Tuesday, 30 August 2016

Loan against shares: Which companies are the top performers?

loans against securities


Reputed financial institutions and banks in India have upped the ante on extending loans against securities in India.

As expenses go up every single day and consumers look to create new channels of funding for personal or professional needs, there is a rising trend to seek hitherto unconventional borrowing methods.

This has led to consumers exploring funding through asset backed means. Asset backed loans comprise such instruments as owned gold, shares, equity mutual funds, exchange traded funds (ETFs), bonds, Government securities, etc. Taking loans against securities is fast becoming popular among businesspersons and even private individuals in India. These means are explored when conventional loan methods may not be available or may not be effective.
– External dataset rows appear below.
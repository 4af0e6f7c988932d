//! Servidor web Axum para visualização das entidades reconstruídas sobre o texto

mod config;
mod error;
mod remote;
mod routes;
mod state;

use std::sync::Arc;

use anyhow::Context;
use clap::Parser;
use tracing::info;
use tracing_subscriber::EnvFilter;

use crate::config::{CliArgs, ViewerConfig};
use crate::state::AppState;

#[tokio::main]
async fn main() -> anyhow::Result<()> {
    let args = CliArgs::parse();

    let filter = match &args.log_level {
        Some(level) => EnvFilter::try_new(level).context("invalid log filter")?,
        None => EnvFilter::try_from_default_env().unwrap_or_else(|_| EnvFilter::new("info")),
    };
    tracing_subscriber::fmt().with_env_filter(filter).init();

    let config = ViewerConfig::from_cli(args)?;
    let state = Arc::new(AppState::from_config(&config)?);
    info!(
        tagger = config.tagger.name(),
        max_text_bytes = config.max_text_bytes,
        "configuração carregada"
    );

    let app = routes::create_router(state);

    let listener = tokio::net::TcpListener::bind(config.bind)
        .await
        .with_context(|| format!("cannot bind {}", config.bind))?;
    info!("🚀 Servidor NER iniciado em http://{}", config.bind);
    axum::serve(listener, app).await.context("server error")?;
    Ok(())
}
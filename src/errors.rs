use thiserror::Error;

/// Failures that abort an audit run.
///
/// Missing data is not an error: it is collected into the report.
#[derive(Debug, Error)]
pub enum AuditError {
    #[error("Error parsing {field} date [{value}]: {source}")]
    InvalidDate {
        field: &'static str,
        value: String,
        #[source]
        source: chrono::ParseError,
    },

    #[error("Couldn't list objects under prefix {prefix}: {message}")]
    Storage { prefix: String, message: String },
}

/// Helper for mapping a storage client error into a fatal audit error
pub fn storage_error<E: ToString>(prefix: &str, err: E) -> AuditError {
    AuditError::Storage {
        prefix: prefix.to_string(),
        message: err.to_string(),
    }
}
pub mod model;
pub mod service;
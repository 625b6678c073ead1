//! Coverage audit for the exported Kubernetes metrics bucket.
//!
//! For every metric, hour and cluster in a date range the audit checks that
//! an object exists under `<metric>/<yyyy>/<mm>/<dd>/<hh>` and reports the
//! combinations that are absent.

pub mod cli;
pub mod core;
pub mod domain;
pub mod errors;
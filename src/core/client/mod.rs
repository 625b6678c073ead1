pub mod s3_client;
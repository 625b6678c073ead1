use clap::Parser;

/// Audits the metrics bucket for hours where a cluster reported nothing.
#[derive(Parser, Debug, Clone)]
#[command(author, version, about)]
pub struct Args {
    /// First day to audit (YYYY-MM-DD)
    #[arg(long)]
    pub start: String,

    /// Last day to audit, inclusive (YYYY-MM-DD)
    #[arg(long)]
    pub end: String,
}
Normally, loans against securities are borrowed for a shorter period of time.

The big guns in the loans against securities universe

Responding to consumers’ growing need to borrow loans against securities, reputed banks and financial institutions in the country have created a range of excellent loan products. While consumers use these loans for their needs, several banks and NBFCs have emerged as key players in this space.
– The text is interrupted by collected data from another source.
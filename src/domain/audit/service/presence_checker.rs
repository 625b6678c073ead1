use tracing::debug;

use crate::core::config::AuditConfig;
use crate::core::storage::object_lister_trait::ObjectLister;
use crate::domain::audit::model::{HourPrefix, MissingEntry};
use crate::errors::AuditError;

/// Clusters with no key under `prefix`.
///
/// A cluster counts as present when any key contains its name as a
/// substring; the match is not anchored.
pub fn missing_clusters(prefix: &HourPrefix, keys: &[String], clusters: &[String]) -> Vec<MissingEntry> {
    clusters
        .iter()
        .filter(|cluster| !keys.iter().any(|key| key.contains(cluster.as_str())))
        .map(|cluster| MissingEntry::new(prefix, cluster))
        .collect()
}

/// Lists each prefix in turn and collects missing entries.
///
/// The first listing failure aborts the whole check; nothing after it is
/// listed and the findings so far are dropped.
pub async fn check_prefixes<L: ObjectLister + ?Sized>(
    lister: &L,
    config: &AuditConfig,
    prefixes: &[HourPrefix],
) -> Result<Vec<MissingEntry>, AuditError> {
    let mut missing = Vec::new();

    for prefix in prefixes {
        let prefix_str = prefix.to_string();
        let keys = lister.list_keys(&config.bucket, &prefix_str).await?;
        debug!(prefix = %prefix_str, keys = keys.len(), "Listed objects");

        missing.extend(missing_clusters(prefix, &keys, &config.clusters));
    }

    Ok(missing)
}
The big players in the loans against securities arena are:
  • IDBI Trusteeship
  • Aditya Birla Finance Limited
  • Axis Bank
  • Axis Finance
  • IL&FS Trust
  • Bajaj Finance
  • Citicorp Finance India
  • Kotak Mahindra Investments
  • Tata Capital Financial Services
  • L&T Fincorp

How loan against securities work

You may pledge your securities – shares, gold, bonds, Government securities, et al – the lending institution for a certain tenure. The securities are then valued and the loan amount is issued to about 50% to 70% of the securities’ value. The borrowers’ credit history also plays a factor in the approval of the loan.

In India, the top performers in loans against securities are measured against their cumulative lending per financial quarter.